Collected data entries:
---

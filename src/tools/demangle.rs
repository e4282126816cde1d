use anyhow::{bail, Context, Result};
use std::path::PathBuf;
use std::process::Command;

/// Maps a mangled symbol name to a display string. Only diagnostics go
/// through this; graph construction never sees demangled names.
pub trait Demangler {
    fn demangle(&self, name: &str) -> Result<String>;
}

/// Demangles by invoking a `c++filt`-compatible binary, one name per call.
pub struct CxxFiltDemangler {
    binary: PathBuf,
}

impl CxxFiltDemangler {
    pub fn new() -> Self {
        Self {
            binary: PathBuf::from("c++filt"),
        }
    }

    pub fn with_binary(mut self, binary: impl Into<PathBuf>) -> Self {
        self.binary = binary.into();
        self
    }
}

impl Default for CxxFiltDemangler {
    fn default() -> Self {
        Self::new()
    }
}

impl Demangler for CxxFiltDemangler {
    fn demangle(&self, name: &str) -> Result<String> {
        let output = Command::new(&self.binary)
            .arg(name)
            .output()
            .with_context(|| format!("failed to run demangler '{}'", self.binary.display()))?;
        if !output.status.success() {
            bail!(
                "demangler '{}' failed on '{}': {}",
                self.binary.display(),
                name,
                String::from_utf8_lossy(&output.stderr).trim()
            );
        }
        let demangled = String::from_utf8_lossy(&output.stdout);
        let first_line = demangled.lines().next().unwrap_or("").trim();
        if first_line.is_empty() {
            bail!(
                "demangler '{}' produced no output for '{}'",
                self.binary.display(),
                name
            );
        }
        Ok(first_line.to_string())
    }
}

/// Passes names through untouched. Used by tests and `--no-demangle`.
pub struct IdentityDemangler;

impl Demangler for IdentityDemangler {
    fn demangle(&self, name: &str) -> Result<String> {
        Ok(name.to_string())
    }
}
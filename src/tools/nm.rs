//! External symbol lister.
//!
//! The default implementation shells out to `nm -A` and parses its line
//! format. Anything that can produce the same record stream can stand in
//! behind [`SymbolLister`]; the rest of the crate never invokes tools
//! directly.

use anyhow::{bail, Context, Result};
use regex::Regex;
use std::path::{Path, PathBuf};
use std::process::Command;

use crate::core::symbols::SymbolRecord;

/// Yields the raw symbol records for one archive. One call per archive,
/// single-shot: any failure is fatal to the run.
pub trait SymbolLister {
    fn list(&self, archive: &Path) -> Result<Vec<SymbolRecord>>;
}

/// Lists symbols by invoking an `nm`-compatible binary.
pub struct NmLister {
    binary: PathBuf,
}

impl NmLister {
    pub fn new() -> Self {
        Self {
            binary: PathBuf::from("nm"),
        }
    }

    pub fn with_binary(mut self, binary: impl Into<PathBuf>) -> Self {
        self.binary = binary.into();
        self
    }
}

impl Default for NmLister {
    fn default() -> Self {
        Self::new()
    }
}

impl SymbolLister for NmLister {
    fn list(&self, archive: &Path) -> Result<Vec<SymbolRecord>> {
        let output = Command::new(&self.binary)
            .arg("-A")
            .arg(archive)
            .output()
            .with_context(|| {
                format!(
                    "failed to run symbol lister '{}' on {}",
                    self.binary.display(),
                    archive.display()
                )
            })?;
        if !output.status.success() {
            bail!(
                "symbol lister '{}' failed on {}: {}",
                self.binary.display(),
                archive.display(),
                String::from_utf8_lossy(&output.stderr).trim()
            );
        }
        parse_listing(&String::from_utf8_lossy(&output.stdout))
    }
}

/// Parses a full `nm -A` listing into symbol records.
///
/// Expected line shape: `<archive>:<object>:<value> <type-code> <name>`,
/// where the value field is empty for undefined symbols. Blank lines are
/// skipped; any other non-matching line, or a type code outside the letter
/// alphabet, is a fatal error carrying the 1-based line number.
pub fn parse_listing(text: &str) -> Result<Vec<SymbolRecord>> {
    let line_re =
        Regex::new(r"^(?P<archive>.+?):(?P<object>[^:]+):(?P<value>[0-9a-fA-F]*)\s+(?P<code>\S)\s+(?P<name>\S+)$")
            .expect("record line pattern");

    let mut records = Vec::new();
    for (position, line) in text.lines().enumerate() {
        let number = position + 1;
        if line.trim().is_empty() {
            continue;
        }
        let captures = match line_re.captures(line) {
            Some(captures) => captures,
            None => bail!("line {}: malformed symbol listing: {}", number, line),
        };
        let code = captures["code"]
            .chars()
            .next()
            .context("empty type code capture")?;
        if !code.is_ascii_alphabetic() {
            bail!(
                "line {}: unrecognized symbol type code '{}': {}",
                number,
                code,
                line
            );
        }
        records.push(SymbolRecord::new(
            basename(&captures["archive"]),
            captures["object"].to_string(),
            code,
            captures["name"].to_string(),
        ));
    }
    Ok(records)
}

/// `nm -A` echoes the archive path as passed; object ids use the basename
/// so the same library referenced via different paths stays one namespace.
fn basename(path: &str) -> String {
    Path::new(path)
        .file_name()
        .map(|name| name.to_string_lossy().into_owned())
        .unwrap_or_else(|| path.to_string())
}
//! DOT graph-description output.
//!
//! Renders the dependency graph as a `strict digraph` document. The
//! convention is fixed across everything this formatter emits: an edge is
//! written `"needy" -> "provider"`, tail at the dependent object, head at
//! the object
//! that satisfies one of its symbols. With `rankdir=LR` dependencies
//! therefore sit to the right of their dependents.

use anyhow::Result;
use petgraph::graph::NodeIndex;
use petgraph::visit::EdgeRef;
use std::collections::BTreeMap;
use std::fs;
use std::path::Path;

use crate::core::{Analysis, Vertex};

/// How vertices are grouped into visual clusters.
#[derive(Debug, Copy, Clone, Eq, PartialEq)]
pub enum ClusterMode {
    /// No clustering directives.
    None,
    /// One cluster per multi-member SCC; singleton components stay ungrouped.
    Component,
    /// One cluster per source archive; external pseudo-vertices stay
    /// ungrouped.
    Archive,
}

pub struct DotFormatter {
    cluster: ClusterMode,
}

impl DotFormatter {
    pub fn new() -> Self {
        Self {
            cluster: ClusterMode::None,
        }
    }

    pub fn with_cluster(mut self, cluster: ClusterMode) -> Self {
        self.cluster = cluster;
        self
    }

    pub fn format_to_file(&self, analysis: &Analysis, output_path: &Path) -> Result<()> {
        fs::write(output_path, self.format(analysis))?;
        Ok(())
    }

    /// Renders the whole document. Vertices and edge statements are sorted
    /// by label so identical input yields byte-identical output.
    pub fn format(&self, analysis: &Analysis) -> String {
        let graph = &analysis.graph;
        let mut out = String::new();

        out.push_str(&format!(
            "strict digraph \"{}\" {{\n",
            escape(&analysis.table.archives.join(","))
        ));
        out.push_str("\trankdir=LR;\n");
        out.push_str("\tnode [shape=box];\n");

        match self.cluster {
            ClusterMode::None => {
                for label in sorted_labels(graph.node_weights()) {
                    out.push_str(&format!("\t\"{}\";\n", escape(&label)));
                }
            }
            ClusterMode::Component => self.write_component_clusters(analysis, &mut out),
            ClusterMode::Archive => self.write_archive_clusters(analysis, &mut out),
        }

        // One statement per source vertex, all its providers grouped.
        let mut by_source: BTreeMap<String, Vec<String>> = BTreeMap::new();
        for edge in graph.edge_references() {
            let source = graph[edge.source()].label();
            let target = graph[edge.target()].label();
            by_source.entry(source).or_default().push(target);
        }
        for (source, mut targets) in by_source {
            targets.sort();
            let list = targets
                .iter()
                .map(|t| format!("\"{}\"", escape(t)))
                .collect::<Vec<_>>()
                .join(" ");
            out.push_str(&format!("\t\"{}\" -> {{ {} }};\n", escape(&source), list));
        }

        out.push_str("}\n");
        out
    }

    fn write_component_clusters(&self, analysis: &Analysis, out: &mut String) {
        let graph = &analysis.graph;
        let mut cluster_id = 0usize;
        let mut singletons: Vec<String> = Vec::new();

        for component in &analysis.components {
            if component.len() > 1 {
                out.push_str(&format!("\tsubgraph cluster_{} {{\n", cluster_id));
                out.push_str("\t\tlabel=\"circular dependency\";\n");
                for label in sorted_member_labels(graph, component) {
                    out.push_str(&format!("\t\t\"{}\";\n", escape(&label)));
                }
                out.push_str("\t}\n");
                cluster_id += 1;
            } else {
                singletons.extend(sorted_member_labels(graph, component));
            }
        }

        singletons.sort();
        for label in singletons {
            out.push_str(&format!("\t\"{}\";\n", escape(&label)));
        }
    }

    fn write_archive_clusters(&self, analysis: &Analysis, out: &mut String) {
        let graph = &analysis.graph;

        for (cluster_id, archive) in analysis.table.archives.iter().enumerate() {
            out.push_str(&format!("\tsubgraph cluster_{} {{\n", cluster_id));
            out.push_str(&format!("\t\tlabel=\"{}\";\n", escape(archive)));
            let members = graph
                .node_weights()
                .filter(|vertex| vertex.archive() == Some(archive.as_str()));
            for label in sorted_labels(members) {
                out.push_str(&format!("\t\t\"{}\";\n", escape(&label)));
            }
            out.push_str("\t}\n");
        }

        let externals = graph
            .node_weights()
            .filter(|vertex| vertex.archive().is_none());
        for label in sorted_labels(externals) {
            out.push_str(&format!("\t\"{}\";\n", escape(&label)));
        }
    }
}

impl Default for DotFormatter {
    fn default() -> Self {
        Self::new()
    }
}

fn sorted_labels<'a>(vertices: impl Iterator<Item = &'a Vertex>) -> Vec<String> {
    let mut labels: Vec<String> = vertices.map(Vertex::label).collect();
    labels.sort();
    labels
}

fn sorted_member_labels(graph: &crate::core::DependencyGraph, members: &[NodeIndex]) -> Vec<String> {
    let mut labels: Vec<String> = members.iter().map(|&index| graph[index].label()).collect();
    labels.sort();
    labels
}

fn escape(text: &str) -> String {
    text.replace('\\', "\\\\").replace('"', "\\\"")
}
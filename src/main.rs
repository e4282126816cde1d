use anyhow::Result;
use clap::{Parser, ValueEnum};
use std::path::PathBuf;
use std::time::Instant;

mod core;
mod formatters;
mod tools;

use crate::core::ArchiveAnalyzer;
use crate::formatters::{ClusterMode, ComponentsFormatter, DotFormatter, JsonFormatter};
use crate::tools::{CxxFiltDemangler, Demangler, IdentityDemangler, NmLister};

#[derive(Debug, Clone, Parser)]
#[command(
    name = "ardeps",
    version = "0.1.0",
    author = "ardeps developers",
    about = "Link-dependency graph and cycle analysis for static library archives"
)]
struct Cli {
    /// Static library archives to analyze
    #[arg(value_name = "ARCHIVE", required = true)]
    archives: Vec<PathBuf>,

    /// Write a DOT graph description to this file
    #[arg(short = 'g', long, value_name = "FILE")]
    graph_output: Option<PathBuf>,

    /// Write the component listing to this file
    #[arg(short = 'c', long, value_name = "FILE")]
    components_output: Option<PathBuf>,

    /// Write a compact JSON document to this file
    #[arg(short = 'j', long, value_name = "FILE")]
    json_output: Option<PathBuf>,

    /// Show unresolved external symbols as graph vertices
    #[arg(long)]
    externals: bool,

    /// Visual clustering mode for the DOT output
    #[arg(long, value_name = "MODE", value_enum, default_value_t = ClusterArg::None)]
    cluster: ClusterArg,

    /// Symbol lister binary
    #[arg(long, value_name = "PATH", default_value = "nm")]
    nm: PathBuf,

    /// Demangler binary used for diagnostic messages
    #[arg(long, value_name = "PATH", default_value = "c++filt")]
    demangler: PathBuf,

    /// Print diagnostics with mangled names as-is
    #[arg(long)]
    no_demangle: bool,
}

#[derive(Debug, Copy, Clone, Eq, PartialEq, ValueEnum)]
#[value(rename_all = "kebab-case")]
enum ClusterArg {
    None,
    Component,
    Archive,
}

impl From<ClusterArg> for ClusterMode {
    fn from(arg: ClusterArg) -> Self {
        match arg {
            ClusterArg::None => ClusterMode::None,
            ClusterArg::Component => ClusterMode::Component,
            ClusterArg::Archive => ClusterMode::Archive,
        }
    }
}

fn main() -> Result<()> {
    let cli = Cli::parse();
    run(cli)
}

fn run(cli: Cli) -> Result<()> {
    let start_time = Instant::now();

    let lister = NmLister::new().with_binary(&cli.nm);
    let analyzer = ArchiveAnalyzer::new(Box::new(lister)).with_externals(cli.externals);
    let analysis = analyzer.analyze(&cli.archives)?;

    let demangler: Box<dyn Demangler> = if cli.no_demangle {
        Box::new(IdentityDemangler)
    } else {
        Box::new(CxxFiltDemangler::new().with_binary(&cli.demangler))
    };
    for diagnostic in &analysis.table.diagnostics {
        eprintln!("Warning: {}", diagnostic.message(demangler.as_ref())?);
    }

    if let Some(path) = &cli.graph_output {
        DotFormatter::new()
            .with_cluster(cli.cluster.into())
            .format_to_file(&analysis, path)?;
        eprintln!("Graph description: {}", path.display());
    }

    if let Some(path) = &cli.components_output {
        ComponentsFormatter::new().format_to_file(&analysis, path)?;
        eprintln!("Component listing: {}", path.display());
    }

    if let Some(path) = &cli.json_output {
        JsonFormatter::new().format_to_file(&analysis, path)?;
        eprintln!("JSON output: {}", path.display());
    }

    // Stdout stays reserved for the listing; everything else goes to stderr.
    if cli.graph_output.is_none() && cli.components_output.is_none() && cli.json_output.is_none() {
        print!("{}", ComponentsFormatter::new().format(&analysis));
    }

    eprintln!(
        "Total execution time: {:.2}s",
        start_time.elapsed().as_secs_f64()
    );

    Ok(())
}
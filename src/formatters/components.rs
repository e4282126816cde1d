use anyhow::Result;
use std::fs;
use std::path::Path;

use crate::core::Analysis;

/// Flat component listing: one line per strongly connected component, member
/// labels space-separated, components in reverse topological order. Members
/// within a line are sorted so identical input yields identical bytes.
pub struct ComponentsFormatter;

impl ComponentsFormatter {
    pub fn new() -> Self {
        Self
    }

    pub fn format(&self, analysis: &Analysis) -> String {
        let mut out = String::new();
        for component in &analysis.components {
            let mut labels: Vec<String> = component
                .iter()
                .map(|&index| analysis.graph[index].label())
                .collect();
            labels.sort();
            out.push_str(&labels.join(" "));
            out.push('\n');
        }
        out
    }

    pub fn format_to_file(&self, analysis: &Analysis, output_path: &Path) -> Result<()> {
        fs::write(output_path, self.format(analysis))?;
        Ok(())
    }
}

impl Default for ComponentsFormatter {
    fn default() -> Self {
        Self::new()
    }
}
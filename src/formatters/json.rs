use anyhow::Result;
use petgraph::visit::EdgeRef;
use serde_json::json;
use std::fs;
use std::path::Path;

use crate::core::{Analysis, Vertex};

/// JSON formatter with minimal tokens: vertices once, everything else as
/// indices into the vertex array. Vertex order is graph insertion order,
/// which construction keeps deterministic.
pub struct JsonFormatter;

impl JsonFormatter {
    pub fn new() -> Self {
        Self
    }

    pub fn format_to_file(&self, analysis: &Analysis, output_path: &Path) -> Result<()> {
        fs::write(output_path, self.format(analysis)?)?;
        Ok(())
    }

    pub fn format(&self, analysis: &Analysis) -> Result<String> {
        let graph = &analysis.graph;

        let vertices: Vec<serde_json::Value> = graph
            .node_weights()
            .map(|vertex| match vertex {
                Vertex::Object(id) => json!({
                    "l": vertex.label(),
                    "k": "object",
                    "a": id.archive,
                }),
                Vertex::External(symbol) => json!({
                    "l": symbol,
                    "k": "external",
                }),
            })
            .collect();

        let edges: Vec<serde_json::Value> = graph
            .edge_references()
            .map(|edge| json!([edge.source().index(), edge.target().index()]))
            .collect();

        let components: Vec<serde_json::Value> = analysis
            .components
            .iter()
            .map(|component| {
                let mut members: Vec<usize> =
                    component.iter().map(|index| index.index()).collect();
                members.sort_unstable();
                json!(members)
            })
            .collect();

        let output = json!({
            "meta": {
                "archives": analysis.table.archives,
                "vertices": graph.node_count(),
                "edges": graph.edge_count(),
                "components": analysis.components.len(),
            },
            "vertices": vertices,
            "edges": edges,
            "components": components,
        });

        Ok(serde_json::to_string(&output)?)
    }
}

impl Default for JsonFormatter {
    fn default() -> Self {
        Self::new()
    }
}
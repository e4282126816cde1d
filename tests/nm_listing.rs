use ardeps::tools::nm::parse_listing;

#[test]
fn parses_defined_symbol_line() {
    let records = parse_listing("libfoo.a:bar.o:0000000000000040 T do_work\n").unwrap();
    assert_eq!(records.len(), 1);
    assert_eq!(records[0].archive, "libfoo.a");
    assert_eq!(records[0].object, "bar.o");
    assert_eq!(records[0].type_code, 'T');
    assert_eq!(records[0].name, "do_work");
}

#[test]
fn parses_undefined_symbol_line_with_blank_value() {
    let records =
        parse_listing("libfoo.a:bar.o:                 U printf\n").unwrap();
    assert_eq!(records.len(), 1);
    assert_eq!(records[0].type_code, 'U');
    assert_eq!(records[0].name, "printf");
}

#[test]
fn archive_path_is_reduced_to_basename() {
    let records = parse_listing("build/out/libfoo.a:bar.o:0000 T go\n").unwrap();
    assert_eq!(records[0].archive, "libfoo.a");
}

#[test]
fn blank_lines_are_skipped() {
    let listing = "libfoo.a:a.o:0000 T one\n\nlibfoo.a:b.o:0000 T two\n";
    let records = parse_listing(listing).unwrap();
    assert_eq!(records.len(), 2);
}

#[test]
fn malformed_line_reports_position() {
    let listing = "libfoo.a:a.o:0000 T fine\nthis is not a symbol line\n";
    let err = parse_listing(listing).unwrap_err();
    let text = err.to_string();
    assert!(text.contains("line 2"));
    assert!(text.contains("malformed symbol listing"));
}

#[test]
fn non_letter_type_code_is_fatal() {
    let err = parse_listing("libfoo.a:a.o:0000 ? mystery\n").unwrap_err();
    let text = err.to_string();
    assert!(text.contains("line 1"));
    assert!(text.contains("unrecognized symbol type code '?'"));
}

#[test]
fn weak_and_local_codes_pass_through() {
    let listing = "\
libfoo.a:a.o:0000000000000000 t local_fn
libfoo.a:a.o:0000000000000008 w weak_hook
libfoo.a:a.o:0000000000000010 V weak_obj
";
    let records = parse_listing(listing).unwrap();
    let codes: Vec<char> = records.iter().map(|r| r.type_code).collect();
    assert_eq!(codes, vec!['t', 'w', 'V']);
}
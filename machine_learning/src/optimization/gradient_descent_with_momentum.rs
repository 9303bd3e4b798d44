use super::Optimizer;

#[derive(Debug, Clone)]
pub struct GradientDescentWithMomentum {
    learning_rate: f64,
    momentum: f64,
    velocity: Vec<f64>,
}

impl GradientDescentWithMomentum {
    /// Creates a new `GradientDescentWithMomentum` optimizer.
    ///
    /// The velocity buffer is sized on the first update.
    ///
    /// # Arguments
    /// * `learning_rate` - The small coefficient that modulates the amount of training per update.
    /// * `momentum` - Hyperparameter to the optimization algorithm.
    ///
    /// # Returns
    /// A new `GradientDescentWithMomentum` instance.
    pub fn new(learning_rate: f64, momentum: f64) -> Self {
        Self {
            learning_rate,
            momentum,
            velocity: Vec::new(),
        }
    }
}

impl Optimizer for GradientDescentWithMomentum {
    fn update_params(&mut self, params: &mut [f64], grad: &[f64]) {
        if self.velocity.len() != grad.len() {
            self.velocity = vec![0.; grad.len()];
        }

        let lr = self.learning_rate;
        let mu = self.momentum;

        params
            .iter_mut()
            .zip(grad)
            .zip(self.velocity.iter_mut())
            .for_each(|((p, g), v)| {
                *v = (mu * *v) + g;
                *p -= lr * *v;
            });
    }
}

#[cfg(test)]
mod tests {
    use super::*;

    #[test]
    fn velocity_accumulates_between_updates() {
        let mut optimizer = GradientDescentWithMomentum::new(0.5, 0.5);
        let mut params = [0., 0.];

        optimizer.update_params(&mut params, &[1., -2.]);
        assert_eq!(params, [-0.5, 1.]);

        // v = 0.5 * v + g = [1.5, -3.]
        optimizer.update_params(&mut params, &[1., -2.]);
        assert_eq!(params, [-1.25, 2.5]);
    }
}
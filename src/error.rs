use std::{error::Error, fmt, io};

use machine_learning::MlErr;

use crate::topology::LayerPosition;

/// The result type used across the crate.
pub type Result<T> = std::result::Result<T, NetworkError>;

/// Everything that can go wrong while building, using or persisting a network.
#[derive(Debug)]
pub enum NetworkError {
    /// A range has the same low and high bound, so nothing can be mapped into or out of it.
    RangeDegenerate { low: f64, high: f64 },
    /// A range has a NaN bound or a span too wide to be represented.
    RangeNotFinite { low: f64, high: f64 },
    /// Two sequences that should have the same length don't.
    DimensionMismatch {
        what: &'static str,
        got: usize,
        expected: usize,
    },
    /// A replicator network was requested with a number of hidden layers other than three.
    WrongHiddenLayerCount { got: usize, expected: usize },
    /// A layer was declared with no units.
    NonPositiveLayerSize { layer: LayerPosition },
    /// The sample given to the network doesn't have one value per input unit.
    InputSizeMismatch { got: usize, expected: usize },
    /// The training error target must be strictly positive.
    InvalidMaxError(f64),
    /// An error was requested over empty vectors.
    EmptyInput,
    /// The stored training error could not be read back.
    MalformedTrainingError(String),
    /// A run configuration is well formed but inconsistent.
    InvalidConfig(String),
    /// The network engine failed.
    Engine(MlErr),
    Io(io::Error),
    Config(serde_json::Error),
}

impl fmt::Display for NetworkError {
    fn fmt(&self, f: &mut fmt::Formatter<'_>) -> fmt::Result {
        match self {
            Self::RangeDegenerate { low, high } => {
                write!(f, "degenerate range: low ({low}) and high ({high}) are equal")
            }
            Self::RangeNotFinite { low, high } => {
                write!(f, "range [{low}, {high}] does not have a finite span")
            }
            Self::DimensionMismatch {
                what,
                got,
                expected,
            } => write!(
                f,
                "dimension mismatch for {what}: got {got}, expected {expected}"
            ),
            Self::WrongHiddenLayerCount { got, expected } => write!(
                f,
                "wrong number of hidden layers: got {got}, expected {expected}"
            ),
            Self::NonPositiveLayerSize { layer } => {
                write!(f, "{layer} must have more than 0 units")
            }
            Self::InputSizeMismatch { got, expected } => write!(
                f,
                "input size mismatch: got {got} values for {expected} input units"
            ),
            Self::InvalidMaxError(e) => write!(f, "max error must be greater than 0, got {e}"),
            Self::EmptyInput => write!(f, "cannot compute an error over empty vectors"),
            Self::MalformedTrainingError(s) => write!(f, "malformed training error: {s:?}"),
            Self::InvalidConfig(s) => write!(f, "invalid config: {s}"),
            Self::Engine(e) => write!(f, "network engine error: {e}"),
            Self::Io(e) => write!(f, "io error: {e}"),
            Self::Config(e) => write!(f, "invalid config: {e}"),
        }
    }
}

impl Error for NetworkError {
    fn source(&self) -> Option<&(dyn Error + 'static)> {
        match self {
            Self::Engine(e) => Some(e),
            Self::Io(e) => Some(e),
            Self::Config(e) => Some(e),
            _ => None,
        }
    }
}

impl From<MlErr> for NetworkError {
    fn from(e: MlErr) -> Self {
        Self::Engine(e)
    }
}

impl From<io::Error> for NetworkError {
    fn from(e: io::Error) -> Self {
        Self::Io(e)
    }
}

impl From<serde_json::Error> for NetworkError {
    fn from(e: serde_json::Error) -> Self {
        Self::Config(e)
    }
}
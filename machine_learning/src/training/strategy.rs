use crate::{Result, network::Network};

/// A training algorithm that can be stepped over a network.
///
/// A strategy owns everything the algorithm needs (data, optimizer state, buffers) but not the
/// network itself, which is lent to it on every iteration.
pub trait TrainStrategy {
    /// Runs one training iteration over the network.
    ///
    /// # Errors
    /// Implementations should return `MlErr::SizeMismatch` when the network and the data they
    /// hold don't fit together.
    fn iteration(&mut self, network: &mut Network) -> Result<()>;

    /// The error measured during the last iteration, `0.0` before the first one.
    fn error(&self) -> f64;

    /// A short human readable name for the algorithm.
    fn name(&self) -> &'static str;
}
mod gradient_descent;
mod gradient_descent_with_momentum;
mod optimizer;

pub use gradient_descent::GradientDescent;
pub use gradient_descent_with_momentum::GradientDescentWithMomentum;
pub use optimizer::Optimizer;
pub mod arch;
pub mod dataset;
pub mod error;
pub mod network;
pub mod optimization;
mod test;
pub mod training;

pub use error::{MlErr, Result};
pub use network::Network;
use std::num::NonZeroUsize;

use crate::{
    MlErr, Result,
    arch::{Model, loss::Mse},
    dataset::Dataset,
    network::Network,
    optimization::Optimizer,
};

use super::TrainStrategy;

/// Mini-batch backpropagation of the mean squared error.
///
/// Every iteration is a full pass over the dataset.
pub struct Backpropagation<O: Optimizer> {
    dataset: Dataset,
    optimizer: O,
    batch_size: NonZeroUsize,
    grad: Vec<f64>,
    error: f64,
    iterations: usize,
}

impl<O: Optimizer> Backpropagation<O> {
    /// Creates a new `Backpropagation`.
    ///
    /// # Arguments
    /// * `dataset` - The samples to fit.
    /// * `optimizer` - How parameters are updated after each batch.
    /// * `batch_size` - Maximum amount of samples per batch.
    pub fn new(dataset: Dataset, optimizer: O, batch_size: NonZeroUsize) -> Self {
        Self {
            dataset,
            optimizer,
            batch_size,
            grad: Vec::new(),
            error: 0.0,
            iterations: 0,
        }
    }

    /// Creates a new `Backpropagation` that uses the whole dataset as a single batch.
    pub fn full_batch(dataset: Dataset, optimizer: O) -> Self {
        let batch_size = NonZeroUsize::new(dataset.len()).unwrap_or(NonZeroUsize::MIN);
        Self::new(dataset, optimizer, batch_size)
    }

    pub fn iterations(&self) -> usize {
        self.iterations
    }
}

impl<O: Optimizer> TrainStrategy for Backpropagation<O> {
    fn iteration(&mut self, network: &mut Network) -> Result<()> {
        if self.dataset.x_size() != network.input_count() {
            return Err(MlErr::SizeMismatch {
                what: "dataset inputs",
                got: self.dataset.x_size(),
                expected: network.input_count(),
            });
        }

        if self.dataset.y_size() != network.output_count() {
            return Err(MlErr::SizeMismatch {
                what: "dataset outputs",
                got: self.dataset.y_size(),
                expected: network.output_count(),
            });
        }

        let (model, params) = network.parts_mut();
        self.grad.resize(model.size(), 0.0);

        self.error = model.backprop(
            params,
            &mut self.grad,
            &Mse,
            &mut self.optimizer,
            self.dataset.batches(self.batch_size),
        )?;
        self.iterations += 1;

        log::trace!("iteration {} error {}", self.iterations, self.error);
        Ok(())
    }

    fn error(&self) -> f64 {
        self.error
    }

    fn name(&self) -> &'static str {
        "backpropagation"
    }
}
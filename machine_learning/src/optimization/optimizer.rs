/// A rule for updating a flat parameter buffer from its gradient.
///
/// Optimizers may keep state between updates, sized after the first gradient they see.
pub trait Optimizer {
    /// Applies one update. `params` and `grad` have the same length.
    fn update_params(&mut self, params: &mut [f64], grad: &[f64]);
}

---

What you have to do:
Working from the entries above, return all lines that contain "long".

Response box:
    #[arg(short = 'g', long, value_name = "FILE")]
    #[arg(short = 'c', long, value_name = "FILE")]
    #[arg(short = 'j', long, value_name = "FILE")]
    #[arg(long)]
    #[arg(long, value_name = "MODE", value_enum, default_value_t = ClusterArg::None)]
    #[arg(long, value_name = "PATH", default_value = "nm")]
    #[arg(long, value_name = "PATH", default_value = "c++filt")]
    #[arg(long)]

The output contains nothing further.